VerbraucherzentraleMinus für die gute Sache Verbraucherzentrale NRW empfiehlt, Shoppen und Spenden eher zu trennen. „Einkaufen und Gutes tun“ – ohne das eigene Konto zusätzlich zu belasten. Diese Idee propagiert Amazon seit Ende letzten Jahres. Für Bestellungen via „Smile.Amazon.de“ zahlt der Branchenprimus „0,5 Prozent der Einkaufssumme an eine wohltätige Organisation“. Doch die Verbraucherzentrale NRW empfiehlt, genau zu vergleichen. Denn Einkauf und Spende zu trennen, kann weitaus mehr für die gute Sache bringen. Den Beleg liefert eine Stichprobe.
 
Einfach registrieren, eine von tausenden sozialen Organisationen wie etwa die Tafel vor Ort oder den World Wildlife Fund auswählen und danach stets mit einem vorgesetzten „Smile.“ in der Adresszeile des Browsers den Einkauf auf Amazon.de starten.

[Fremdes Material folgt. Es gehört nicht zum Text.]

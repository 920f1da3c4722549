//! Plan catalog and accrual schedule configuration.
//!
//! New plans are data, not code: drop a `plans.json` into the data
//! directory and the catalog picks it up at load time.

use serde::{Deserialize, Serialize};
use std::collections::HashMap;

/// Static mapping from plan identifier to its daily profit rate.
#[derive(Debug, Clone, Serialize, Deserialize)]
pub struct PlanCatalog {
    plans: HashMap<String, f64>,
}

#[derive(Debug, Clone, Deserialize)]
struct PlanCatalogFile {
    plans: HashMap<String, f64>,
}

impl PlanCatalog {
    /// Daily rate for `plan`. Total over any input: an unrecognized plan
    /// accrues nothing rather than failing.
    pub fn rate(&self, plan: &str) -> f64 {
        self.plans.get(plan).copied().unwrap_or(0.0)
    }

    pub fn plan_count(&self) -> usize {
        self.plans.len()
    }
}

impl Default for PlanCatalog {
    fn default() -> Self {
        Self {
            plans: [("silver".to_string(), 4.0), ("gold".to_string(), 20.0)].into(),
        }
    }
}

/// When the daily accrual sweep fires: a fixed wall-clock time anchored
/// to a fixed UTC offset. Defaults to local midnight at +05:00, the
/// operating region the platform accrues in.
#[derive(Debug, Clone, Serialize, Deserialize)]
pub struct AccrualConfig {
    pub fire_hour: u32,
    pub fire_minute: u32,
    pub utc_offset_minutes: i32,
}

impl Default for AccrualConfig {
    fn default() -> Self {
        Self {
            fire_hour: 0,
            fire_minute: 0,
            utc_offset_minutes: 5 * 60,
        }
    }
}

#[derive(Debug, Clone, Default, Serialize, Deserialize)]
pub struct DeskConfig {
    pub plans: PlanCatalog,
    pub accrual: AccrualConfig,
}

impl DeskConfig {
    /// Load configuration from `data_dir`. Absent files fall back to the
    /// built-in defaults; a malformed file is an error, not a fallback.
    pub fn load(data_dir: &str) -> anyhow::Result<Self> {
        let mut config = Self::default();

        let plans_path = format!("{data_dir}/plans.json");
        if std::path::Path::new(&plans_path).exists() {
            let content = std::fs::read_to_string(&plans_path)
                .map_err(|e| anyhow::anyhow!("Cannot read {plans_path}: {e}"))?;
            let file: PlanCatalogFile = serde_json::from_str(&content)?;
            config.plans = PlanCatalog { plans: file.plans };
        }

        let accrual_path = format!("{data_dir}/accrual.json");
        if std::path::Path::new(&accrual_path).exists() {
            let content = std::fs::read_to_string(&accrual_path)
                .map_err(|e| anyhow::anyhow!("Cannot read {accrual_path}: {e}"))?;
            config.accrual = serde_json::from_str(&content)?;
        }

        Ok(config)
    }
}

#[cfg(test)]
mod tests {
    use super::*;

    #[test]
    fn default_catalog_has_silver_and_gold() {
        let catalog = PlanCatalog::default();
        assert_eq!(catalog.rate("silver"), 4.0);
        assert_eq!(catalog.rate("gold"), 20.0);
    }

    #[test]
    fn unknown_plan_resolves_to_zero() {
        let catalog = PlanCatalog::default();
        assert_eq!(catalog.rate("platinum"), 0.0);
        assert_eq!(catalog.rate(""), 0.0);
    }
}
//! Daily schedule — when the accrual sweep fires.
//!
//! The core never owns a timer. The runner asks for the next fire
//! instant, sleeps, and invokes `AccrualEngine::run_daily(now)` itself;
//! tests call `run_daily` directly with whatever instant they need.

use crate::config::AccrualConfig;
use crate::error::{DeskError, DeskResult};
use chrono::{DateTime, Duration, FixedOffset, NaiveDate, NaiveTime};

/// A fixed wall-clock fire time at a fixed UTC offset.
/// A fixed offset has no DST gaps or folds, so every local time maps to
/// exactly one instant.
#[derive(Debug, Clone, Copy, PartialEq, Eq)]
pub struct DailySchedule {
    fire_time: NaiveTime,
    offset: FixedOffset,
}

impl DailySchedule {
    pub fn new(fire_hour: u32, fire_minute: u32, utc_offset_minutes: i32) -> DeskResult<Self> {
        let fire_time = NaiveTime::from_hms_opt(fire_hour, fire_minute, 0).ok_or_else(|| {
            DeskError::InvalidInput {
                what: format!("invalid fire time {fire_hour:02}:{fire_minute:02}"),
            }
        })?;
        let offset = FixedOffset::east_opt(utc_offset_minutes * 60).ok_or_else(|| {
            DeskError::InvalidInput {
                what: format!("invalid UTC offset of {utc_offset_minutes} minutes"),
            }
        })?;
        Ok(Self { fire_time, offset })
    }

    pub fn from_config(config: &AccrualConfig) -> DeskResult<Self> {
        Self::new(
            config.fire_hour,
            config.fire_minute,
            config.utc_offset_minutes,
        )
    }

    /// The calendar date `now` falls on in the schedule's timezone.
    /// Accrual idempotency is anchored to this date.
    pub fn local_date(&self, now: DateTime<FixedOffset>) -> NaiveDate {
        now.with_timezone(&self.offset).date_naive()
    }

    /// The first instant strictly after `now` at the configured local
    /// fire time.
    pub fn next_fire_after(&self, now: DateTime<FixedOffset>) -> DateTime<FixedOffset> {
        let today = self.local_date(now);
        let today_fire = self.instant_on(today);
        if today_fire > now {
            today_fire
        } else {
            self.instant_on(today + Duration::days(1))
        }
    }

    fn instant_on(&self, date: NaiveDate) -> DateTime<FixedOffset> {
        let local = date.and_time(self.fire_time);
        DateTime::from_naive_utc_and_offset(local - self.offset, self.offset)
    }
}

#[cfg(test)]
mod tests {
    use super::*;

    fn midnight_pkt() -> DailySchedule {
        DailySchedule::new(0, 0, 5 * 60).unwrap()
    }

    fn at(rfc3339: &str) -> DateTime<FixedOffset> {
        DateTime::parse_from_rfc3339(rfc3339).unwrap()
    }

    #[test]
    fn fires_at_next_local_midnight() {
        let schedule = midnight_pkt();
        // 21:30 UTC on the 3rd is 02:30 on the 4th in +05:00, so the
        // next midnight is the 5th's.
        let next = schedule.next_fire_after(at("2024-06-03T21:30:00+00:00"));
        assert_eq!(next, at("2024-06-05T00:00:00+05:00"));
    }

    #[test]
    fn fire_instant_is_strictly_after_now() {
        let schedule = midnight_pkt();
        let exactly_midnight = at("2024-06-04T00:00:00+05:00");
        let next = schedule.next_fire_after(exactly_midnight);
        assert_eq!(next, at("2024-06-05T00:00:00+05:00"));
    }

    #[test]
    fn same_day_when_fire_time_still_ahead() {
        let schedule = DailySchedule::new(23, 45, 5 * 60).unwrap();
        let next = schedule.next_fire_after(at("2024-06-04T10:00:00+05:00"));
        assert_eq!(next, at("2024-06-04T23:45:00+05:00"));
    }

    #[test]
    fn rolls_over_month_boundaries() {
        let schedule = midnight_pkt();
        let next = schedule.next_fire_after(at("2024-01-31T12:00:00+05:00"));
        assert_eq!(next, at("2024-02-01T00:00:00+05:00"));
    }

    #[test]
    fn local_date_respects_the_anchor_offset() {
        let schedule = midnight_pkt();
        // 20:00 UTC is already the next day at +05:00.
        assert_eq!(
            schedule.local_date(at("2024-06-03T20:00:00+00:00")),
            NaiveDate::from_ymd_opt(2024, 6, 4).unwrap()
        );
        assert_eq!(
            schedule.local_date(at("2024-06-03T18:59:00+00:00")),
            NaiveDate::from_ymd_opt(2024, 6, 3).unwrap()
        );
    }

    #[test]
    fn rejects_nonsense_configuration() {
        assert!(DailySchedule::new(24, 0, 0).is_err());
        assert!(DailySchedule::new(0, 60, 0).is_err());
        assert!(DailySchedule::new(0, 0, 24 * 60 + 1).is_err());
    }
}
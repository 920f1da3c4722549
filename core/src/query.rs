//! Read-only investment queries for the reporting layer.

use crate::{
    error::{DeskError, DeskResult},
    lifecycle::Investment,
    store::DeskStore,
    types::InvestmentStatus,
};

pub struct InvestmentQueries<'a> {
    store: &'a DeskStore,
}

impl<'a> InvestmentQueries<'a> {
    pub fn new(store: &'a DeskStore) -> Self {
        Self { store }
    }

    /// All investments with the given status, oldest first.
    ///
    /// An empty result is a valid answer, distinct from an unknown
    /// status string (which fails at the parse boundary). The old panel
    /// reported "no matches" as not-found; callers that still need that
    /// signal map the empty list at the transport edge.
    pub fn find_by_status(&self, status: InvestmentStatus) -> DeskResult<Vec<Investment>> {
        self.store.investments_by_status(status)
    }

    pub fn find_by_id(&self, investment_id: &str) -> DeskResult<Investment> {
        self.store
            .get_investment(investment_id)?
            .ok_or_else(|| DeskError::InvestmentNotFound {
                id: investment_id.to_string(),
            })
    }
}
//! Shared primitive types used across the core.

use crate::error::DeskError;
use serde::{Deserialize, Serialize};
use std::fmt;
use std::str::FromStr;

/// A stable, unique identifier for an investment record.
pub type InvestmentId = String;

/// The customer key shared by investment records and ledger entries.
pub type Username = String;

/// Where an investment sits in its lifecycle.
///
/// `pending` moves to exactly one terminal value, `active` or `rejected`.
#[derive(Debug, Clone, Copy, PartialEq, Eq, Serialize, Deserialize)]
#[serde(rename_all = "snake_case")]
pub enum InvestmentStatus {
    Pending,
    Active,
    Rejected,
}

impl InvestmentStatus {
    pub fn as_str(&self) -> &'static str {
        match self {
            Self::Pending => "pending",
            Self::Active => "active",
            Self::Rejected => "rejected",
        }
    }
}

impl fmt::Display for InvestmentStatus {
    fn fmt(&self, f: &mut fmt::Formatter<'_>) -> fmt::Result {
        f.write_str(self.as_str())
    }
}

impl FromStr for InvestmentStatus {
    type Err = DeskError;

    fn from_str(s: &str) -> Result<Self, Self::Err> {
        match s {
            "pending" => Ok(Self::Pending),
            "active" => Ok(Self::Active),
            "rejected" => Ok(Self::Rejected),
            other => Err(DeskError::InvalidInput {
                what: format!("unknown investment status '{other}'"),
            }),
        }
    }
}

/// A lifecycle decision on a pending investment.
///
/// Only the two terminal statuses are decisions; any other string fails
/// at the parse boundary.
#[derive(Debug, Clone, Copy, PartialEq, Eq, Serialize, Deserialize)]
#[serde(rename_all = "snake_case")]
pub enum Decision {
    Active,
    Rejected,
}

impl Decision {
    /// The terminal status this decision moves the investment to.
    pub fn terminal_status(&self) -> InvestmentStatus {
        match self {
            Self::Active => InvestmentStatus::Active,
            Self::Rejected => InvestmentStatus::Rejected,
        }
    }

    pub fn as_str(&self) -> &'static str {
        self.terminal_status().as_str()
    }
}

impl fmt::Display for Decision {
    fn fmt(&self, f: &mut fmt::Formatter<'_>) -> fmt::Result {
        f.write_str(self.as_str())
    }
}

impl FromStr for Decision {
    type Err = DeskError;

    fn from_str(s: &str) -> Result<Self, Self::Err> {
        match s {
            "active" => Ok(Self::Active),
            "rejected" => Ok(Self::Rejected),
            other => Err(DeskError::InvalidInput {
                what: format!("unknown decision '{other}' (expected 'active' or 'rejected')"),
            }),
        }
    }
}
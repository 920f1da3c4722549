//! SQLite persistence layer.
//!
//! RULE: Only the store talks to the database.
//! The lifecycle controller, accrual engine, and query service call
//! store methods — they never execute SQL directly.

use crate::{error::DeskResult, event::AuditEntry};
use rusqlite::{params, Connection};
use std::time::Duration;

mod customer;
mod investment;

/// How long a store call may wait on a busy writer before it errors.
/// A stuck database surfaces as a typed failure, never a hang.
const BUSY_TIMEOUT: Duration = Duration::from_secs(5);

pub struct DeskStore {
    conn: Connection,
}

impl DeskStore {
    /// Open (or create) the desk database at `path`.
    pub fn open(path: &str) -> DeskResult<Self> {
        let conn = Connection::open(path)?;
        // WAL mode only for real files (:memory: ignores it).
        let _ = conn.execute_batch("PRAGMA journal_mode=WAL;");
        conn.execute_batch("PRAGMA foreign_keys=ON;")?;
        conn.busy_timeout(BUSY_TIMEOUT)?;
        Ok(Self { conn })
    }

    /// Open an in-memory database (used in tests).
    pub fn in_memory() -> DeskResult<Self> {
        let conn = Connection::open_in_memory()?;
        conn.execute_batch("PRAGMA foreign_keys=ON;")?;
        conn.busy_timeout(BUSY_TIMEOUT)?;
        Ok(Self { conn })
    }

    /// Apply all schema migrations in order.
    pub fn migrate(&self) -> DeskResult<()> {
        self.conn
            .execute_batch(include_str!("../../../migrations/001_foundation.sql"))?;
        Ok(())
    }

    // ── Audit log ──────────────────────────────────────────────

    pub fn append_audit(&self, entry: &AuditEntry) -> DeskResult<()> {
        self.conn.execute(
            "INSERT INTO audit_log (at, event_type, payload) VALUES (?1, ?2, ?3)",
            params![entry.at, entry.event_type, entry.payload],
        )?;
        Ok(())
    }

    pub fn audit_entries(&self, event_type: &str) -> DeskResult<Vec<AuditEntry>> {
        let mut stmt = self.conn.prepare(
            "SELECT id, at, event_type, payload
             FROM audit_log WHERE event_type = ?1
             ORDER BY id ASC",
        )?;
        let entries = stmt
            .query_map(params![event_type], |row| {
                Ok(AuditEntry {
                    id: Some(row.get(0)?),
                    at: row.get(1)?,
                    event_type: row.get(2)?,
                    payload: row.get(3)?,
                })
            })?
            .collect::<Result<Vec<_>, _>>()?;
        Ok(entries)
    }

    // ── Accrual run marker ─────────────────────────────────────

    /// Record (or overwrite) the sweep outcome for a local calendar date.
    /// A re-run after partial failure replaces the marker with the
    /// latest counts.
    pub fn record_accrual_run(
        &self,
        run_date: &str,
        started_at: &str,
        credited: u64,
        skipped: u64,
        failed: u64,
    ) -> DeskResult<()> {
        self.conn.execute(
            "INSERT INTO accrual_run (run_date, started_at, credited, skipped, failed)
             VALUES (?1, ?2, ?3, ?4, ?5)
             ON CONFLICT(run_date) DO UPDATE SET
                started_at = excluded.started_at,
                credited   = excluded.credited,
                skipped    = excluded.skipped,
                failed     = excluded.failed",
            params![
                run_date,
                started_at,
                credited as i64,
                skipped as i64,
                failed as i64
            ],
        )?;
        Ok(())
    }

    pub fn accrual_run_exists(&self, run_date: &str) -> DeskResult<bool> {
        let count: i64 = self.conn.query_row(
            "SELECT COUNT(*) FROM accrual_run WHERE run_date = ?1",
            params![run_date],
            |row| row.get(0),
        )?;
        Ok(count > 0)
    }
}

Wer so beim Branchenprimus beispielsweise das PC-Spiel „Die Sims 4“ (19,99 Euro) ordert, löst automatisch eine Spende von zehn Cent aus – 0,5 Prozent der Einkaufssumme.
 
Dabei winke Kunden „das identische Shopping-Erlebnis“, sie erwarte identische Preise wie auf der üblichen Seite, verspricht Amazon. „Qualifiziert“ für eine Spende seien „Millionen von Produkten“ – mit Ausnahme etwa von wiederkehrenden Käufen im Spar-Abo oder Abonnementsverlängerungen. „Einkaufen und Gutes tun“ – ein Modell, bei dem die Verbraucherzentrale NRW zur Vorsicht mahnt. Denn wer Shoppen und Spenden strikt trennt, fährt meist besser – viel besser. Der simple Grund: Zahlreiche Produkte gibt es bei anderen Händlern günstiger als bei Amazon.
 
Das zeigt eine Stichprobe, bei der die Verbraucherzentrale 25 Schnäppchen anderer Anbieter mit den Preisen bei Amazon verglichen hat. Das eindrucksvolle Ergebnis: Bei einer Gesamt-Einkaufssumme von rund 8025 Euro machte die Amazon-Spende via Smile gerade mal 40,12 Euro aus. Bei der Konkurrenz hingegen gab´s alle Test-Artikel für rund 6541 Euro. Mithin kam der Einkauf stolze 1484 Euro billiger. Und die Spende hätte nahezu 37-mal höher ausfallen können.
 
Schon einzelne Bestellungen zeigen das Potenzial. Ein Smart-TV, für 1200 Euro via Smile erstanden, brachte sechs Euro, etwa für die Arche oder das Deutsche Rote Kreuz. Alternativ gab es das Gerät bei der Konkurrenz für 200 Euro weniger. Bei einem Massageset waren es 20 zu 1000 Cent. Auch wer sich die Bestseller von Amazon vornimmt, wer die Preise anhand von Suchmaschinen knackt, kann mit einer Direktspende oftmals mehr Gutes tun als über den Versandhändler. Während Amazon etwa den Kauf eines Saugroboters mit 40 Cent belohnte, standen alternativ elf Euro für Spenden zur Verfügung. Bei einer Bestseller-Waschmaschine waren die Unterschiede noch größer: 1,70 Euro zu 50 Euro.
 
Bonbon obendrein: Im Gegensatz zu Smile-Spenden lassen sich Direktspenden in der Regel von der Steuer absetzen. Überraschend ist das alles nicht. Die Verbraucherzentrale NRW hatte bereits vor Jahren acht ähnlich konzipierte Spenden-Einkaufsportale im Internet unter die Lupe genommen. Doch ihre angeblich „revolutionäre Idee“ litt unter der gleichen Macke Und das, obwohl die Portale im Check mehr Ausschüttung für die Charity boten als Smile.Amazon: bis zu 25 Prozent je nach Kauf. Nichts desto weniger lautete schon damals der Rat, Shoppen und Spenden besser zu trennen.
 
Eine Ausnahme von dieser Empfehlung sollten sich lediglich Kunden erlauben, die stets Preise vergleichen. Denn wo Amazon tatsächlich das günstigste Angebot vorhält, kann via Smile ohne Bedenken der Spenden-Kaufbutton gedrückt werden.